• _EXERCISE OBJECTIVE_
Whenever a line in the listing below holds the string "Well", include it in the count. Say how many such lines there are and nothing more.

###

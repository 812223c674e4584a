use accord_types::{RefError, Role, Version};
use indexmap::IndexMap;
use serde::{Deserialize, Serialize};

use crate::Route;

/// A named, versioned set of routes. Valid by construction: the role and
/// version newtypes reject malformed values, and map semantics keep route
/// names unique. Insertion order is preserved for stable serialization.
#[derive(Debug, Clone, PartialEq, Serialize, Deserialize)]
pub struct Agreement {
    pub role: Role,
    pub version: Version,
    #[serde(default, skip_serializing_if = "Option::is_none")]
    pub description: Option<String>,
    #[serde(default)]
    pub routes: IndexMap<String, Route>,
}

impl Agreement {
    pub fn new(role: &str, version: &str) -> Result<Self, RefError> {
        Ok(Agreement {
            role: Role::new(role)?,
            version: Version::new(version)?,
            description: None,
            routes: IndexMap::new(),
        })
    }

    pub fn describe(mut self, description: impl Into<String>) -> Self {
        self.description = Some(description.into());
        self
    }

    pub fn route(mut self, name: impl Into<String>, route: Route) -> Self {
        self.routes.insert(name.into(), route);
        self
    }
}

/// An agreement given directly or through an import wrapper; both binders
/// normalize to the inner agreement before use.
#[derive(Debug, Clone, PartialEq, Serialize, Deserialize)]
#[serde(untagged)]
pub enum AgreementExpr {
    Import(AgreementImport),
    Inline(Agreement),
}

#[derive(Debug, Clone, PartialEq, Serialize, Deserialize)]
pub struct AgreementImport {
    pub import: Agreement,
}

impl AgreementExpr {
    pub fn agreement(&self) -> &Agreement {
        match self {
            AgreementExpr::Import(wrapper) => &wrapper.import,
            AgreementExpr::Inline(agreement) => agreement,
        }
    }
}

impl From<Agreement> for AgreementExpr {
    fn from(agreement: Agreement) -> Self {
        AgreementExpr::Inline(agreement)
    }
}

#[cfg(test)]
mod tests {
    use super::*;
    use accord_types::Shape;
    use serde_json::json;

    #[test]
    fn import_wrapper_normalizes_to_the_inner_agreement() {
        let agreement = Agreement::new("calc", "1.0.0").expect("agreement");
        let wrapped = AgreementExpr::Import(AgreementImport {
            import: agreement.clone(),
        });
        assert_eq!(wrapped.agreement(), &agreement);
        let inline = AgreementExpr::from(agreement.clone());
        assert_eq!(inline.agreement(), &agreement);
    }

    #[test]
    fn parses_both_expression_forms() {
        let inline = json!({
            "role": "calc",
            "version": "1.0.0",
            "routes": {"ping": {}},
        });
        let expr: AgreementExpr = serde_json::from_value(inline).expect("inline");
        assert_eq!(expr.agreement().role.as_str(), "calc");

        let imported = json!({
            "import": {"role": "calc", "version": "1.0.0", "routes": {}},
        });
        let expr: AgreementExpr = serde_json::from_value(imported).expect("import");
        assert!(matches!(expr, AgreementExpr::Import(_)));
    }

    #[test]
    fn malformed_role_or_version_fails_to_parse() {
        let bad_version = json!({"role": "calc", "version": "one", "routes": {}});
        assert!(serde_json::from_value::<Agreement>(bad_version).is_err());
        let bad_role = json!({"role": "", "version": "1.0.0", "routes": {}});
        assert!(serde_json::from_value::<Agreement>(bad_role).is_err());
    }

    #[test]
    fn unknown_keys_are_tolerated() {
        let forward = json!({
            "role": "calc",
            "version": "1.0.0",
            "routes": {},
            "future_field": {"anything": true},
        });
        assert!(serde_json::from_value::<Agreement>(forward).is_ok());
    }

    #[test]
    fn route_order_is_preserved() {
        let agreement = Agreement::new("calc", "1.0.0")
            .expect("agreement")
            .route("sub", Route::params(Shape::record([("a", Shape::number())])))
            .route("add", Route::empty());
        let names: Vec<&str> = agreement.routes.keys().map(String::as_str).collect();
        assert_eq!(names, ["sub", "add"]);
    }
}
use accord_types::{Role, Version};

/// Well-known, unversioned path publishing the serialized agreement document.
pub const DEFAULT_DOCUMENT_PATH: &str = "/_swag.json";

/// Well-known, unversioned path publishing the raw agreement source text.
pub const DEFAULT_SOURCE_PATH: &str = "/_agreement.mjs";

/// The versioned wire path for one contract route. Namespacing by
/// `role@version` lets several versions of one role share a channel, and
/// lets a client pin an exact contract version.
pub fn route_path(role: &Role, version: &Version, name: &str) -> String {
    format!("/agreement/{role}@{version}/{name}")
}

###

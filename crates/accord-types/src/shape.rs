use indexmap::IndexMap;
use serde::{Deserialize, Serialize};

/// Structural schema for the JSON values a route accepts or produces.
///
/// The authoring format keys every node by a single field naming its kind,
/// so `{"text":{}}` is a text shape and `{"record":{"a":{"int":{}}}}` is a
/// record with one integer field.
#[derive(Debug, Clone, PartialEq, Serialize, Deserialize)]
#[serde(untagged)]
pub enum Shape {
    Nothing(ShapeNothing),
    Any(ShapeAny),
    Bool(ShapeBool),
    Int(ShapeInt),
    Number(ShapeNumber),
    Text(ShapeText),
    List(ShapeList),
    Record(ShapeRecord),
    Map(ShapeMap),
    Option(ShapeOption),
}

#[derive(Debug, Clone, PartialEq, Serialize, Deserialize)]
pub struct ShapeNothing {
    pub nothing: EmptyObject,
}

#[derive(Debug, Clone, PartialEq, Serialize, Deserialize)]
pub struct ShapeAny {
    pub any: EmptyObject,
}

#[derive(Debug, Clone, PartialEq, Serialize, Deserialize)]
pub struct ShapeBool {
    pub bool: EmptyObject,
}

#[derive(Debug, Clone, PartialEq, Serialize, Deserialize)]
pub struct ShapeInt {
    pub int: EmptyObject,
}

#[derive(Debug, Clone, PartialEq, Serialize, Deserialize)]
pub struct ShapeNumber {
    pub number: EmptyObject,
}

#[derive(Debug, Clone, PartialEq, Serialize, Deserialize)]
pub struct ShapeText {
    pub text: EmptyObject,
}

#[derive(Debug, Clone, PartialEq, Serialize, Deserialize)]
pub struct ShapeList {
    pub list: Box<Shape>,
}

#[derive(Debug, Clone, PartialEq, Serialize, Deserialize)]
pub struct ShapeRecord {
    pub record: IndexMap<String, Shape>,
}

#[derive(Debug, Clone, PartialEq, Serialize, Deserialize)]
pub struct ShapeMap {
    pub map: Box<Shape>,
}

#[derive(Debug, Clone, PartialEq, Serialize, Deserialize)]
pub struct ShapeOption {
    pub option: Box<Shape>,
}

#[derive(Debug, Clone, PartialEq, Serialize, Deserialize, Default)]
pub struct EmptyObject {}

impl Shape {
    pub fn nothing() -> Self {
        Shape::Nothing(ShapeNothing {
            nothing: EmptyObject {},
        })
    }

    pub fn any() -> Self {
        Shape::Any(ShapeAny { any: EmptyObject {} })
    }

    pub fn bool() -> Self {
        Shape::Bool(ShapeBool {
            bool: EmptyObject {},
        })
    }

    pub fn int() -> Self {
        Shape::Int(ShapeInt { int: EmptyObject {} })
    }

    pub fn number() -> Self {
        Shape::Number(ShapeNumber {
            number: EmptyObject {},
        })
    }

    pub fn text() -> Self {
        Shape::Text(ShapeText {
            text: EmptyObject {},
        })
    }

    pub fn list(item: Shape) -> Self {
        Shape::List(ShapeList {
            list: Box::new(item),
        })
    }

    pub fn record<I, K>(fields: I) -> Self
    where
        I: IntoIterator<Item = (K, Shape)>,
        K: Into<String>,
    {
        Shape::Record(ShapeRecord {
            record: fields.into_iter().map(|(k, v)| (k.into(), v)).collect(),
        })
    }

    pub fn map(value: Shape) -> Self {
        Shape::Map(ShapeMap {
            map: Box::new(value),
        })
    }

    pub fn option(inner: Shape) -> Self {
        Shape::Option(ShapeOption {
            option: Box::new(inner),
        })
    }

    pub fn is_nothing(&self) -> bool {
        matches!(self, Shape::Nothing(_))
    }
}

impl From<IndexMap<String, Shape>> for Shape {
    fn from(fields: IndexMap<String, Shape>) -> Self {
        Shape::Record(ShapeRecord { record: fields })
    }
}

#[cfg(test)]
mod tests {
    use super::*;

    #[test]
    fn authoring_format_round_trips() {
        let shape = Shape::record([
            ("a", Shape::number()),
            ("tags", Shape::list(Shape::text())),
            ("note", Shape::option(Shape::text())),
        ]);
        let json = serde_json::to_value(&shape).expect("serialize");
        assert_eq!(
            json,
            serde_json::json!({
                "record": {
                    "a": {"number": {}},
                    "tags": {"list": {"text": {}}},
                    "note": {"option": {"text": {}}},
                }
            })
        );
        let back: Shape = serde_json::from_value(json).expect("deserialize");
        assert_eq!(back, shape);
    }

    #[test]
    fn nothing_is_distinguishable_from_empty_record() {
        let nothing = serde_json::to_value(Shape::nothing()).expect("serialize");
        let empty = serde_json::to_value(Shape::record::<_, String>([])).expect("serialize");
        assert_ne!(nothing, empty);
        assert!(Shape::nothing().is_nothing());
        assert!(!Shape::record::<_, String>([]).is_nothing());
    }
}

###

• _RESPONSE BOX_
2